Sementara, pernyataan Nurul Ghufron terkait legal standing pegawai KPK yang melapor kepada Ombudsman adalah penafsiran pribadi.
Pasalnya, bila membaca dengan cermat Undang-Undang tentang pelayanan publik jelas disebutkan semua warga negara punya hak menyampaikan komplain terhadap pelanggaran administrasi terhadap sektor layanan publik.
Seperti pada Pasal 5 Undang-Undang Nomor 25 Tahun 2009 tentang pelayanan publik dijelaskan bahwa ruang lingkup pelayanan publik tersebut meliputi barang maupun jasa publik serta layanan administratif.
Lebih rinci, pada Pasal 5 ayat (2) dikatakan bahwa ruang lingkup sebagaimana disebut ayat (1) meliputi pendidikan, pengajaran, pekerjaan dan usaha tempat tinggal, komunikasi dan informasi, lingkungan hidup, kesehatan, jaminan sosial, energi, perbankan, perhubungan, sumber daya alam, pariwisata, dan sektor strategis lainnya.
“Nah, isu yang kita laporkan ini terkait pelanggaran administratif dalam bidang pekerjaan yang konsekuensinya timbul terhadap 75 pegawai KPK yang sekarang jadi 57,” ujar Kepala Bagian Perancangan Peraturan dan Produk Hukum KPK nonaktif Rasamala Aritonang dalam siaran persnya.
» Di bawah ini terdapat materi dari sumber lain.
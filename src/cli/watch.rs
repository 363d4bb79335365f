//! Watch mode: scan every file once, then re-scan on change with debounce.

use anyhow::{Context, Result};
use notify::{EventKind, RecursiveMode, Watcher as _};
use std::collections::HashMap;
use std::future::Future;
use std::io;
use std::path::{Path, PathBuf};
use std::sync::Arc;
use tokio::sync::mpsc;
use tracing::{debug, info, warn};

use super::check::{collect_files, FileReport};
use super::output;
use crate::checker::SpellChecker;
use crate::diagnostics::DiagnosticCollection;
use crate::document::{Document, DocumentUri};
use crate::parser::SourceLang;
use crate::scheduler::{ScanOutcome, ScanReport, Scheduler, SchedulerHandle};

#[derive(Debug)]
enum FileChange {
    Written(PathBuf),
    Removed(PathBuf),
}

/// Create a filesystem watcher that forwards file changes on the given channel.
fn create_watcher(tx: mpsc::UnboundedSender<FileChange>) -> Result<notify::RecommendedWatcher> {
    notify::recommended_watcher(move |res: notify::Result<notify::Event>| {
        let event = match res {
            Ok(event) => event,
            Err(e) => {
                warn!("watch error: {}", e);
                return;
            }
        };
        for path in event.paths {
            let change = match event.kind {
                EventKind::Create(_) | EventKind::Modify(_) => FileChange::Written(path),
                EventKind::Remove(_) => FileChange::Removed(path),
                _ => continue,
            };
            let _ = tx.send(change);
        }
    })
    .context("Failed to create file watcher")
}

/// Open documents, keyed by URI, with the snapshot last handed to the scheduler.
struct Workspace {
    documents: HashMap<DocumentUri, Document>,
}

impl Workspace {
    fn open(&mut self, handle: &SchedulerHandle, path: &Path) {
        match Document::from_path(path, 1) {
            Ok(document) => {
                self.documents.insert(document.uri().clone(), document.clone());
                handle.open(document);
            }
            Err(e) => warn!("{}", e),
        }
    }

    fn written(&mut self, handle: &SchedulerHandle, path: &Path) {
        let uri = DocumentUri::from_path(path);
        let Some(version) = self.documents.get(&uri).map(|doc| doc.version() + 1) else {
            if SourceLang::from_path(path) != SourceLang::Other && path.is_file() {
                debug!(path = %path.display(), "new file");
                self.open(handle, path);
            }
            return;
        };
        match Document::from_path(path, version) {
            Ok(document) => {
                if self
                    .documents
                    .get(&uri)
                    .is_some_and(|current| current.text() == document.text())
                {
                    return;
                }
                self.documents.insert(uri, document.clone());
                handle.change(document);
            }
            Err(e) => debug!("ignoring change: {}", e),
        }
    }

    fn removed(&mut self, handle: &SchedulerHandle, path: &Path) {
        let uri = DocumentUri::from_path(path);
        if self.documents.remove(&uri).is_some() {
            handle.close(uri);
        }
    }
}

/// Entry point for the watch command. Returns after Ctrl-C.
pub fn run(
    checker: SpellChecker,
    paths: &[PathBuf],
    debounce: std::time::Duration,
    max_suggestions: usize,
    colored: bool,
) -> Result<()> {
    let runtime = tokio::runtime::Builder::new_multi_thread()
        .enable_all()
        .build()
        .context("Failed to start async runtime")?;

    let checker = Arc::new(checker);
    runtime.block_on(watch(
        Arc::clone(&checker),
        paths,
        debounce,
        max_suggestions,
        colored,
        tokio::signal::ctrl_c(),
    ))?;

    checker.dictionary().dispose();
    Ok(())
}

async fn watch(
    checker: Arc<SpellChecker>,
    paths: &[PathBuf],
    debounce: std::time::Duration,
    max_suggestions: usize,
    colored: bool,
    shutdown: impl Future<Output = io::Result<()>>,
) -> Result<()> {
    let collection = Arc::new(DiagnosticCollection::new());
    let (handle, mut reports) =
        Scheduler::spawn(Arc::clone(&checker), Arc::clone(&collection), debounce);

    let (tx, mut changes) = mpsc::unbounded_channel();
    let mut watcher = create_watcher(tx)?;
    for path in paths {
        let mode = if path.is_dir() {
            RecursiveMode::Recursive
        } else {
            RecursiveMode::NonRecursive
        };
        watcher
            .watch(path, mode)
            .with_context(|| format!("Failed to watch {}", path.display()))?;
    }

    let mut workspace = Workspace {
        documents: HashMap::new(),
    };
    for file in collect_files(paths) {
        workspace.open(&handle, &file);
    }
    info!(
        files = workspace.documents.len(),
        debounce = ?debounce,
        "watching, press Ctrl+C to stop"
    );

    tokio::pin!(shutdown);
    loop {
        tokio::select! {
            res = &mut shutdown => {
                if let Err(e) = res {
                    warn!("cannot listen for Ctrl-C: {}", e);
                }
                info!("stopping");
                break;
            }
            Some(change) = changes.recv() => match change {
                FileChange::Written(path) => workspace.written(&handle, &path),
                FileChange::Removed(path) => workspace.removed(&handle, &path),
            },
            Some(report) = reports.recv() => {
                print_report(&checker, &collection, &workspace, &report, max_suggestions, colored);
            }
        }
    }

    drop(watcher);
    handle.shutdown().await;
    Ok(())
}

fn print_report(
    checker: &SpellChecker,
    collection: &DiagnosticCollection,
    workspace: &Workspace,
    report: &ScanReport,
    max_suggestions: usize,
    colored: bool,
) {
    if !matches!(report.outcome, ScanOutcome::Committed { .. }) {
        return;
    }
    // a newer snapshot is already queued for scanning
    let Some(document) = workspace
        .documents
        .get(&report.uri)
        .filter(|document| document.version() == report.version)
    else {
        return;
    };
    let path = report
        .uri
        .to_path()
        .unwrap_or_else(|| PathBuf::from(report.uri.as_str()));
    let records = collection.get(&report.uri);
    let file_report = FileReport::new(
        path,
        document,
        &records,
        checker.dictionary(),
        max_suggestions,
    );
    output::print_watch_update(&file_report, colored);
}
Sedangkan, penyidik KPK nonaktif Novel Baswedan menilai pimpinan KPK tidak punya niat untuk memperjuangkan pegawai setelah mengajukan surat keberatan terhadap laporan akhir hasil pemeriksaan Ombudsman.
“Saya melihatnya semakin jauh dan suatu perkataan yang tidak ada faktanya sama sekali,” kata Novel dalam diskusi virtual yang dikutip redaksi.
Novel menilai, dari hasil pemeriksaan Ombudsman menggambarkan dengan terang benderang bahwa banyak permasalahan yang terjadi. Ada permasalahan serius soal integritas, masalah manipulasi di lembaga antikorupsi tentu aib yang besar sekali.
Pimpinan KPK, kata Novel, tidak mempermasalahkan integritas seperti yang ditunjukkan dalam temuan Ombudsman.
“Saya melihatnya pimpinan KPK kok tidak terganggu ya, ini sebetulnya adalah sesuatu hal yang sangat luar biasa bahkan justru pembelaan yang disampaikan pimpinan saya melihatnya kok malah seperti menghindar saja,” jelas Novel.
Novel pun lantas meminta pimpinan KPK mengingat bahwa lembaga rasuah itu bukanlah lembaga miliknya pribadi.
“Saya berharap kita semua mesti memahami bahwa lembaga antikorupsi, KPK, itu bukan miliknya Pak Firli dan kawan-kawannya itu melainkan milik negara, milik masyarakat,” beber dia.
Novel berharap bahwa pemberantasan korupsi bisa dilakukan dengan sungguh-sungguh oleh KPK yang diberikan mandat oleh negara untuk berbuat yang baik yang benar, seperti halnya proses TWK ini. Saat masalah integritas tidak dijadikan prioritas dan kejujuran diabaikan, menurut Novel, maka ada masalah yang tidak bisa dianggap sepele.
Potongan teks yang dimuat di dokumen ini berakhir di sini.